PRAYERS, by Mr. Warde.
Comes Manchester, Speaker.
Answer from the H. C.
Sir Edward Leech and Mr. Page return with this Answer from the House of Commons:
That they agree to the Pass for the Earl of Bristoll.
And likewise to the Ordinance for Mr. Edmond Cason to be Agent at Algiers. (Here enter it.)
To the Order concerning the Mayor of Leverpoole.
(Here enter it.)
And to the Alterations in the Ordinance concerning the Papists and Irish to go out of the Line of Communication. (Here enter it.)
To all the rest, they will send an Answer by Messengers of their own.
Committees to go to the French Ambassador, to see his Credentials.

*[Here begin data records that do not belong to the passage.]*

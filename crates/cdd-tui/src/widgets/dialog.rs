//! Reusable dialog builder widget
//!
//! Provides a builder pattern for creating modal dialogs with consistent styling.

use ratatui::{
    prelude::*,
    widgets::{Block, Borders, Clear, Paragraph, Wrap},
};

/// Builder for creating modal dialogs
pub struct DialogBuilder<'a> {
    title: &'a str,
    lines: Vec<Line<'a>>,
    width: u16,
    border_color: Color,
    alignment: Alignment,
}

impl<'a> DialogBuilder<'a> {
    /// Create a new dialog builder with a title
    pub fn new(title: &'a str) -> Self {
        Self {
            title,
            lines: Vec::new(),
            width: 50,
            border_color: Color::Yellow,
            alignment: Alignment::Center,
        }
    }

    /// Set the dialog width
    pub fn width(mut self, w: u16) -> Self {
        self.width = w;
        self
    }

    /// Set the border color
    pub fn border_color(mut self, color: Color) -> Self {
        self.border_color = color;
        self
    }

    pub fn alignment(mut self, alignment: Alignment) -> Self {
        self.alignment = alignment;
        self
    }

    /// Add a message line
    pub fn message(mut self, text: &'a str) -> Self {
        self.lines.push(Line::from(text));
        self
    }

    /// Add a styled message line
    pub fn styled_message(mut self, line: Line<'a>) -> Self {
        self.lines.push(line);
        self
    }

    /// Add an empty line for spacing
    pub fn empty_line(mut self) -> Self {
        self.lines.push(Line::from(""));
        self
    }

    /// Add help text at the bottom
    pub fn help(mut self, text: &'a str) -> Self {
        self.lines.push(Line::from(Span::styled(
            text,
            Style::default().fg(Color::DarkGray),
        )));
        self
    }

    /// Rows needed once long lines wrap inside the borders
    fn height_for(&self, width: u16) -> u16 {
        let inner = width.saturating_sub(2).max(1) as usize;
        let rows: usize = self
            .lines
            .iter()
            .map(|line| line.width().max(1).div_ceil(inner))
            .sum();
        rows as u16 + 2
    }

    /// Render the dialog centered in the given area
    pub fn render(self, frame: &mut Frame, area: Rect) {
        let width = self.width.min(area.width);
        let dialog_area = centered_rect(width, self.height_for(width), area);

        frame.render_widget(Clear, dialog_area);

        let dialog = Paragraph::new(self.lines)
            .alignment(self.alignment)
            .wrap(Wrap { trim: false })
            .block(
                Block::default()
                    .title(format!(" {} ", self.title))
                    .borders(Borders::ALL)
                    .border_style(Style::default().fg(self.border_color)),
            );

        frame.render_widget(dialog, dialog_area);
    }
}

/// Calculate a centered rectangle within an area
pub fn centered_rect(width: u16, height: u16, area: Rect) -> Rect {
    Rect {
        x: area.x + (area.width.saturating_sub(width)) / 2,
        y: area.y + (area.height.saturating_sub(height)) / 2,
        width: width.min(area.width),
        height: height.min(area.height),
    }
}
//! Configuration for cdd
//!
//! This crate handles:
//! - Global configuration (`~/.config/cdd/config.toml`)
//! - Log verbosity resolution from the environment

mod error;
mod global;
mod level;

pub use error::*;
pub use global::*;
pub use level::*;
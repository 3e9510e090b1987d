//! Docker runtime implementation using bollard

use crate::{
    format_ports, normalize_name, ContainerId, ContainerRuntime, ContainerState, ContainerSummary,
    CreateOptions, ListedPort, LogConfig, LogStream, NetworkCounters, ProviderError, RawStats,
    Result,
};
use async_trait::async_trait;
use bollard::container::{
    Config, CreateContainerOptions, ListContainersOptions, LogsOptions, RemoveContainerOptions,
    RestartContainerOptions, StartContainerOptions, StatsOptions, StopContainerOptions,
};
use bollard::image::{CreateImageOptions, ListImagesOptions};
use bollard::service::{HostConfig, PortBinding};
use bollard::Docker;
use futures::StreamExt;
use std::collections::HashMap;
use std::pin::Pin;
use tokio::io::AsyncRead;

/// Seconds the daemon waits for a graceful stop before killing
const STOP_GRACE_SECS: i64 = 10;

/// Docker runtime using the bollard crate
pub struct DockerRuntime {
    client: Docker,
}

impl DockerRuntime {
    /// Connect to a Docker daemon and verify it answers
    pub async fn new(socket_path: &str) -> Result<Self> {
        let client = if let Some(addr) = socket_path.strip_prefix("tcp://") {
            Docker::connect_with_http(&format!("http://{}", addr), 120, bollard::API_DEFAULT_VERSION)
                .map_err(|e| ProviderError::ConnectionError(e.to_string()))?
        } else if socket_path.starts_with("http://") || socket_path.starts_with("https://") {
            Docker::connect_with_http(socket_path, 120, bollard::API_DEFAULT_VERSION)
                .map_err(|e| ProviderError::ConnectionError(e.to_string()))?
        } else {
            let path = socket_path.trim_start_matches("unix://");
            Docker::connect_with_socket(path, 120, bollard::API_DEFAULT_VERSION)
                .map_err(|e| ProviderError::ConnectionError(e.to_string()))?
        };

        client
            .ping()
            .await
            .map_err(|e| ProviderError::ConnectionError(e.to_string()))?;

        Ok(Self { client })
    }
}

#[async_trait]
impl ContainerRuntime for DockerRuntime {
    async fn list(&self, all: bool) -> Result<Vec<ContainerSummary>> {
        let options = ListContainersOptions::<String> {
            all,
            ..Default::default()
        };

        let containers = self.client.list_containers(Some(options)).await?;

        Ok(containers
            .into_iter()
            .map(|c| {
                let listed: Vec<ListedPort> = c
                    .ports
                    .unwrap_or_default()
                    .into_iter()
                    .map(|p| ListedPort {
                        private_port: p.private_port,
                        public_port: p.public_port,
                    })
                    .collect();

                ContainerSummary {
                    id: ContainerId::new(c.id.unwrap_or_default()),
                    name: normalize_name(c.names.as_ref().and_then(|n| n.first()).map(String::as_str)),
                    image: c.image.unwrap_or_default(),
                    state: c
                        .state
                        .as_deref()
                        .map(ContainerState::from)
                        .unwrap_or(ContainerState::Unknown),
                    status: c.status.unwrap_or_default(),
                    ports: format_ports(&listed),
                }
            })
            .collect())
    }

    async fn start(&self, id: &ContainerId) -> Result<()> {
        self.client
            .start_container(&id.0, None::<StartContainerOptions<String>>)
            .await?;
        Ok(())
    }

    async fn stop(&self, id: &ContainerId) -> Result<()> {
        let options = StopContainerOptions {
            t: STOP_GRACE_SECS,
        };
        self.client.stop_container(&id.0, Some(options)).await?;
        Ok(())
    }

    async fn restart(&self, id: &ContainerId) -> Result<()> {
        self.client
            .restart_container(&id.0, None::<RestartContainerOptions>)
            .await?;
        Ok(())
    }

    async fn remove(&self, id: &ContainerId, force: bool) -> Result<()> {
        let options = RemoveContainerOptions {
            force,
            ..Default::default()
        };
        self.client.remove_container(&id.0, Some(options)).await?;
        Ok(())
    }

    async fn create(&self, image: &str, options: &CreateOptions) -> Result<ContainerId> {
        let create_options = options.name.as_ref().map(|name| CreateContainerOptions {
            name: name.as_str(),
            platform: None,
        });

        let mut port_bindings: HashMap<String, Option<Vec<PortBinding>>> = HashMap::new();
        let mut exposed_ports: HashMap<String, HashMap<(), ()>> = HashMap::new();

        for port in &options.ports {
            let container_port = format!("{}/tcp", port.container_port);
            exposed_ports.insert(container_port.clone(), HashMap::new());

            let binding = PortBinding {
                host_ip: None,
                host_port: Some(port.host_port.to_string()),
            };
            port_bindings
                .entry(container_port)
                .or_insert_with(|| Some(Vec::new()))
                .get_or_insert_with(Vec::new)
                .push(binding);
        }

        let host_config = HostConfig {
            port_bindings: if port_bindings.is_empty() {
                None
            } else {
                Some(port_bindings)
            },
            ..Default::default()
        };

        let config = Config {
            image: Some(qualify_image(image)),
            env: if options.env.is_empty() {
                None
            } else {
                Some(options.env.clone())
            },
            tty: Some(options.tty),
            exposed_ports: if exposed_ports.is_empty() {
                None
            } else {
                Some(exposed_ports)
            },
            host_config: Some(host_config),
            ..Default::default()
        };

        let response = self.client.create_container(create_options, config).await?;
        for warning in &response.warnings {
            tracing::warn!("create {}: {}", image, warning);
        }

        Ok(ContainerId::new(response.id))
    }

    async fn stats(&self, id: &ContainerId) -> Result<RawStats> {
        let options = StatsOptions {
            stream: false,
            one_shot: false,
        };

        let mut stream = self.client.stats(&id.0, Some(options));
        let stats = match stream.next().await {
            Some(result) => result?,
            None => {
                return Err(ProviderError::RuntimeError(format!(
                    "No stats returned for {}",
                    id.short()
                )))
            }
        };

        let networks = stats
            .networks
            .unwrap_or_default()
            .into_iter()
            .map(|(name, net)| {
                (
                    name,
                    NetworkCounters {
                        rx_bytes: net.rx_bytes,
                        tx_bytes: net.tx_bytes,
                    },
                )
            })
            .collect();

        Ok(RawStats {
            cpu_total_usage: stats.cpu_stats.cpu_usage.total_usage,
            precpu_total_usage: stats.precpu_stats.cpu_usage.total_usage,
            system_cpu_usage: stats.cpu_stats.system_cpu_usage,
            presystem_cpu_usage: stats.precpu_stats.system_cpu_usage,
            online_cpus: stats.cpu_stats.online_cpus,
            percpu_count: stats
                .cpu_stats
                .cpu_usage
                .percpu_usage
                .as_ref()
                .map(|v| v.len() as u64),
            memory_usage: stats.memory_stats.usage,
            memory_limit: stats.memory_stats.limit,
            networks,
        })
    }

    async fn image_exists(&self, image: &str) -> Result<bool> {
        let wanted = qualify_image(image);
        let images = self
            .client
            .list_images(Some(ListImagesOptions::<String> {
                all: false,
                ..Default::default()
            }))
            .await?;

        Ok(images.iter().any(|img| {
            img.repo_tags.iter().any(|tag| tag == &wanted)
                || img.repo_digests.iter().any(|digest| digest.contains(image))
        }))
    }

    async fn pull_image(&self, image: &str) -> Result<()> {
        let reference = qualify_image(image);
        let options = CreateImageOptions {
            from_image: reference.as_str(),
            ..Default::default()
        };

        let mut stream = self.client.create_image(Some(options), None, None);

        while let Some(result) = stream.next().await {
            match result {
                Ok(info) => {
                    if let Some(error) = info.error {
                        return Err(ProviderError::PullError(error));
                    }
                    if let Some(status) = info.status {
                        tracing::debug!("pull {}: {}", reference, status);
                    }
                }
                Err(e) => return Err(ProviderError::PullError(e.to_string())),
            }
        }

        Ok(())
    }

    async fn logs(&self, id: &ContainerId, config: &LogConfig) -> Result<LogStream> {
        let options = LogsOptions::<String> {
            follow: config.follow,
            stdout: config.stdout,
            stderr: config.stderr,
            tail: config
                .tail
                .map(|t| t.to_string())
                .unwrap_or_else(|| "all".to_string()),
            ..Default::default()
        };

        let stream = self.client.logs(&id.0, Some(options));
        let reader = LogOutputReader::new(stream);

        // Dropping the reader closes the HTTP body, so no explicit hook is needed
        Ok(LogStream {
            stream: Box::pin(reader),
            cancel: None,
        })
    }

    async fn ping(&self) -> Result<()> {
        self.client
            .ping()
            .await
            .map_err(|e| ProviderError::ConnectionError(e.to_string()))?;
        Ok(())
    }
}

/// Append `:latest` when the reference carries neither a tag nor a digest.
///
/// An untagged pull would otherwise fetch every tag of the repository.
fn qualify_image(image: &str) -> String {
    let last_segment = image.rsplit('/').next().unwrap_or(image);
    if image.contains('@') || last_segment.contains(':') {
        image.to_string()
    } else {
        format!("{}:latest", image)
    }
}

/// Reader that converts log output stream to AsyncRead
struct LogOutputReader<S> {
    stream: S,
    buffer: Vec<u8>,
    pos: usize,
}

impl<S> LogOutputReader<S> {
    fn new(stream: S) -> Self {
        Self {
            stream,
            buffer: Vec::new(),
            pos: 0,
        }
    }
}

impl<S> AsyncRead for LogOutputReader<S>
where
    S: futures::Stream<Item = std::result::Result<bollard::container::LogOutput, bollard::errors::Error>>
        + Unpin,
{
    fn poll_read(
        mut self: Pin<&mut Self>,
        cx: &mut std::task::Context<'_>,
        buf: &mut tokio::io::ReadBuf<'_>,
    ) -> std::task::Poll<std::io::Result<()>> {
        loop {
            if self.pos < self.buffer.len() {
                let remaining = &self.buffer[self.pos..];
                let to_copy = std::cmp::min(remaining.len(), buf.remaining());
                buf.put_slice(&remaining[..to_copy]);
                self.pos += to_copy;
                return std::task::Poll::Ready(Ok(()));
            }

            match Pin::new(&mut self.stream).poll_next(cx) {
                std::task::Poll::Ready(Some(Ok(output))) => {
                    // stdout and stderr are merged into one stream
                    let data = match output {
                        bollard::container::LogOutput::StdOut { message } => message,
                        bollard::container::LogOutput::StdErr { message } => message,
                        bollard::container::LogOutput::StdIn { message } => message,
                        bollard::container::LogOutput::Console { message } => message,
                    };
                    self.buffer = data.to_vec();
                    self.pos = 0;
                    // An empty frame would read as EOF; poll again instead
                }
                std::task::Poll::Ready(Some(Err(e))) => {
                    return std::task::Poll::Ready(Err(std::io::Error::new(
                        std::io::ErrorKind::Other,
                        e.to_string(),
                    )))
                }
                std::task::Poll::Ready(None) => return std::task::Poll::Ready(Ok(())),
                std::task::Poll::Pending => return std::task::Poll::Pending,
            }
        }
    }
}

The Speaker acquainted this House, "That Sir Oliver Fleminge, Master of the Ceremonies, signified to him, That he was commanded by the French Ambassador to give their Lordships Thanks, for their Respects shewed him at his First Landing; and to desire that their Lordships would please to appoint him as speedy a Day for his Audience as their Lordships shall think fit; and that, if their Lordships shall please to think it sit, for the saving of Time, to send any Persons to him in the mean Time, he will shew them his Credentials, lest there should be any Mistake in the Forms and Stiles to the Parliament."
Hereupon this House Ordered the Earls of Northumb. and Manchester to go privately to the French Ambassador, and see his Credentials; and that the House of Commons be desired to join some Members of theirs to go with the Lords.
Message to the H. C. about it, and with Orders, &c.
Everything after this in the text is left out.